Waiting For Guffman – Review

Waiting For Guffman

with Christopher Guest, Eugene Levy, Fred Willard, Catherine O’Hara
Written by Christopher Guest, Eugene Levy
Directed by Christopher Guest
(Castle Rock/Turner)
by William Ham

Blaine, Missouri is a very special town. One hundred and fifty years ago, the first settlers mistook the salt in the air for the Pacific Ocean, thought it was California, and decided to stay. Blaine became the number one manufacturer of footstools in the country – even today, it’s known as the “Stool Capital of the World.” Aliens even landed there in 1946, a full year before Roswell. No wonder the city fathers want to make this the best sesquicentennial in the town’s history, capping off their anniversary festivities with an original musical production they’ve christened Red, White, and Blaine. Waiting For Guffman follows the town’s creative elite in their valiant efforts to do proper theatrical justice to a town where “if you don’t like the weather, you can wait five minutes, but with hard work, we hope to get it down to three or four.”

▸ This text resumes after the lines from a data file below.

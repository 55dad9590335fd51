//! Markov weather with smooth transitions
//!
//! A condition holds for a burst of 45-60 seconds. When the burst ends the
//! next condition is drawn from the transition table, and the multiplier
//! slides linearly to its new value over 3-5 seconds.

use std::collections::BTreeMap;
use std::fmt;
use std::path::Path;
use std::str::FromStr;

use rand::distributions::{Distribution, WeightedIndex};
use rand::{Rng, SeedableRng};
use rand_chacha::ChaCha8Rng;
use serde::{Deserialize, Serialize};

use crate::core::error::{CourierError, Result};
use crate::weather::WeatherView;

/// Weather condition
#[derive(Debug, Clone, Copy, PartialEq, Eq, Hash, PartialOrd, Ord, Serialize, Deserialize)]
#[serde(rename_all = "snake_case")]
pub enum Condition {
    Clear,
    Clouds,
    RainLight,
    Rain,
    Storm,
    Fog,
    Wind,
    Heat,
    Cold,
}

impl Condition {
    pub const ALL: [Condition; 9] = [
        Self::Clear,
        Self::Clouds,
        Self::RainLight,
        Self::Rain,
        Self::Storm,
        Self::Fog,
        Self::Wind,
        Self::Heat,
        Self::Cold,
    ];

    /// Base speed multiplier (1.0 = normal)
    pub fn base_multiplier(&self) -> f32 {
        match self {
            Self::Clear => 1.0,
            Self::Clouds => 0.98,
            Self::RainLight => 0.9,
            Self::Rain => 0.85,
            Self::Storm => 0.75,
            Self::Fog => 0.88,
            Self::Wind => 0.92,
            Self::Heat => 0.90,
            Self::Cold => 0.92,
        }
    }

    pub fn name(&self) -> &'static str {
        match self {
            Self::Clear => "clear",
            Self::Clouds => "clouds",
            Self::RainLight => "rain_light",
            Self::Rain => "rain",
            Self::Storm => "storm",
            Self::Fog => "fog",
            Self::Wind => "wind",
            Self::Heat => "heat",
            Self::Cold => "cold",
        }
    }
}

impl Default for Condition {
    fn default() -> Self {
        Self::Clear
    }
}

impl fmt::Display for Condition {
    fn fmt(&self, f: &mut fmt::Formatter<'_>) -> fmt::Result {
        f.write_str(self.name())
    }
}

impl FromStr for Condition {
    type Err = CourierError;

    fn from_str(s: &str) -> Result<Self> {
        Self::ALL
            .into_iter()
            .find(|c| c.name() == s)
            .ok_or_else(|| CourierError::InvalidWeather(format!("unknown condition {:?}", s)))
    }
}

/// Snapshot for HUDs and logs
#[derive(Debug, Clone, Serialize)]
pub struct WeatherStatus {
    pub condition: Condition,
    pub multiplier: f32,
    pub intensity: f32,
    pub burst_remaining: f32,
    pub transitioning: bool,
}

#[derive(Debug, Clone)]
struct Transition {
    target: Condition,
    target_multiplier: f32,
    elapsed: f32,
    duration: f32,
}

#[derive(Debug, Deserialize)]
struct InitialWeather {
    condition: String,
    #[serde(default)]
    intensity: f32,
}

#[derive(Debug, Deserialize)]
struct RawWeather {
    #[serde(default)]
    city: String,
    transition: BTreeMap<String, BTreeMap<String, f32>>,
    initial: InitialWeather,
}

#[derive(Debug, Deserialize)]
struct WeatherDocument {
    data: RawWeather,
}

/// Stateful weather simulation
#[derive(Debug, Clone)]
pub struct WeatherModel {
    pub city: String,
    condition: Condition,
    multiplier: f32,
    intensity: f32,
    burst_remaining: f32,
    transition: Option<Transition>,
    /// Outgoing probabilities per condition, kept in a fixed order so a seed
    /// reproduces the same sequence
    table: BTreeMap<Condition, Vec<(Condition, f32)>>,
    rng: ChaCha8Rng,
}

impl WeatherModel {
    /// Clear skies with no transitions; useful as a neutral default
    pub fn new(condition: Condition, seed: u64) -> Self {
        let mut rng = ChaCha8Rng::seed_from_u64(seed);
        let burst_remaining = roll_burst(&mut rng);
        Self {
            city: String::new(),
            condition,
            multiplier: condition.base_multiplier(),
            intensity: 0.0,
            burst_remaining,
            transition: None,
            table: BTreeMap::new(),
            rng,
        }
    }

    /// Add or replace the outgoing probabilities of a condition
    pub fn with_transitions(mut self, from: Condition, to: &[(Condition, f32)]) -> Self {
        self.table.insert(from, to.to_vec());
        self
    }

    /// Parse a city weather document (`{"data": {...}}`)
    pub fn from_json_str(json: &str, seed: u64) -> Result<Self> {
        let document: WeatherDocument = serde_json::from_str(json)?;
        let raw = document.data;

        let initial: Condition = raw.initial.condition.parse()?;
        let mut model = Self::new(initial, seed);
        model.city = raw.city;
        model.intensity = raw.initial.intensity.clamp(0.0, 1.0);

        for (from, row) in raw.transition {
            let from: Condition = from.parse()?;
            let mut targets = Vec::with_capacity(row.len());
            for (to, weight) in row {
                if weight < 0.0 {
                    return Err(CourierError::InvalidWeather(format!(
                        "negative probability {} for {} -> {}",
                        weight, from, to
                    )));
                }
                targets.push((to.parse()?, weight));
            }
            model.table.insert(from, targets);
        }

        Ok(model)
    }

    /// Load a city weather file from disk
    pub fn load(path: impl AsRef<Path>, seed: u64) -> Result<Self> {
        let contents = std::fs::read_to_string(path)?;
        Self::from_json_str(&contents, seed)
    }

    pub fn condition(&self) -> Condition {
        self.condition
    }

    pub fn is_transitioning(&self) -> bool {
        self.transition.is_some()
    }

    pub fn status(&self) -> WeatherStatus {
        WeatherStatus {
            condition: self.condition,
            multiplier: self.multiplier,
            intensity: self.intensity,
            burst_remaining: self.burst_remaining,
            transitioning: self.is_transitioning(),
        }
    }

    /// Advance the simulation by `dt` seconds
    pub fn update(&mut self, dt: f32) {
        match self.transition.as_mut() {
            None => {
                self.burst_remaining -= dt;
                if self.burst_remaining <= 0.0 {
                    self.begin_transition();
                }
            }
            Some(transition) => {
                transition.elapsed += dt;
                let alpha = (transition.elapsed / transition.duration).min(1.0);
                let start = self.condition.base_multiplier();
                self.multiplier = (1.0 - alpha) * start + alpha * transition.target_multiplier;

                if transition.elapsed >= transition.duration {
                    let target = transition.target;
                    let target_multiplier = transition.target_multiplier;
                    tracing::debug!(
                        "Weather settled: {} -> {} (x{:.2})",
                        self.condition,
                        target,
                        target_multiplier
                    );
                    self.condition = target;
                    self.multiplier = target_multiplier;
                    self.transition = None;
                    self.burst_remaining = roll_burst(&mut self.rng);
                }
            }
        }
    }

    fn begin_transition(&mut self) {
        let target = self.next_condition();
        self.intensity = self.rng.gen_range(0.0..1.0);
        let target_multiplier = target.base_multiplier() * (0.8 + 0.2 * self.intensity);
        let duration = self.rng.gen_range(3.0..5.0);

        self.transition = Some(Transition {
            target,
            target_multiplier,
            elapsed: 0.0,
            duration,
        });
    }

    /// Weighted draw from the current condition's row; stays put without one
    fn next_condition(&mut self) -> Condition {
        let Some(row) = self.table.get(&self.condition) else {
            return self.condition;
        };
        match WeightedIndex::new(row.iter().map(|(_, w)| *w)) {
            Ok(dist) => row[dist.sample(&mut self.rng)].0,
            Err(_) => self.condition,
        }
    }
}

fn roll_burst(rng: &mut ChaCha8Rng) -> f32 {
    rng.gen_range(45..=60) as f32
}

impl WeatherView for WeatherModel {
    fn current_multiplier(&self) -> f32 {
        self.multiplier
    }
}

The play is the Blaine-child of Corky St. Claire (Christopher Guest), a flamboyant New York emigré whose credits include the town’s incendiary stage adaptation of Backdraft. His imprimateur has brought Blaine’s most talented citizens into the fold, including Ron and Sheila Albertson (Fred Willard and Catherine O’Hara), “the Lunts of Blaine” who serve as travel agents by day (although they’ve never left Blaine themselves – well, Ron did once, but let’s not speak of that); Allan Pearl (Eugene Levy), a dentist with no performing experience but with show biz in his blood; Johnny Savage (Matt Keeslar), a young mechanic whose stoic virility has, um, aroused Corky’s interest; Old Man Wooley (Lewis Arquette), an old fart (it says so on his hat); and Libby Mae Brown (Parker Posey), a girl who works at the Dairy Queen. Together, they set out to make RW&B the singin’est, dancin’est, Blaineyest show ever to open 2000 miles off-Broadway. But who knows? After all, a Broadway producer has promised to come by and check it out…

If you are at all familiar with Guest (whether from his contributions to nearly every National Lampoon project of the early seventies, his one-season stint on Saturday Night Live, or his remarkable resemblance to Spinal Tap guitarist Nigel Tufnel) or Levy (a cast member, with O’Hara, of TV’s funniest self-satire ever, SCTV), you should know what to expect from Waiting For Guffman. This is not the slap-in-the-face-with-a-giant-trout school of comedy; instead, it’s a welcome example of a more rarefied, looser form of humor – knowing, sly, and sweetly sardonic. Every last one of the performers was obviously chosen with care for their improvisational skills and enviable abilities to create fully-formed, blithely clueless characters, endlessly amusing in their disproportionate self-importance but still recognizably human and likable. Small-time show biz is a bottomless wellspring of satire, and Guest, Levy, O’Hara, and Willard are all seasoned practitioners of the art. Of course, this picture isn’t for everybody – the laughs come steadily but never edge into over-the-top mania, and the subtle wit may elude those used to the blunderbuss approach so common these days. So here’s the litmus test: if you laughed harder at the scene in Spinal Tap where Tufnel imagines aloud about working in a “chapeau shop” than the “Stonehenge” sequence, or if you prefer Albert Brooks to Mel Brooks, then Guffman is your cup of tease.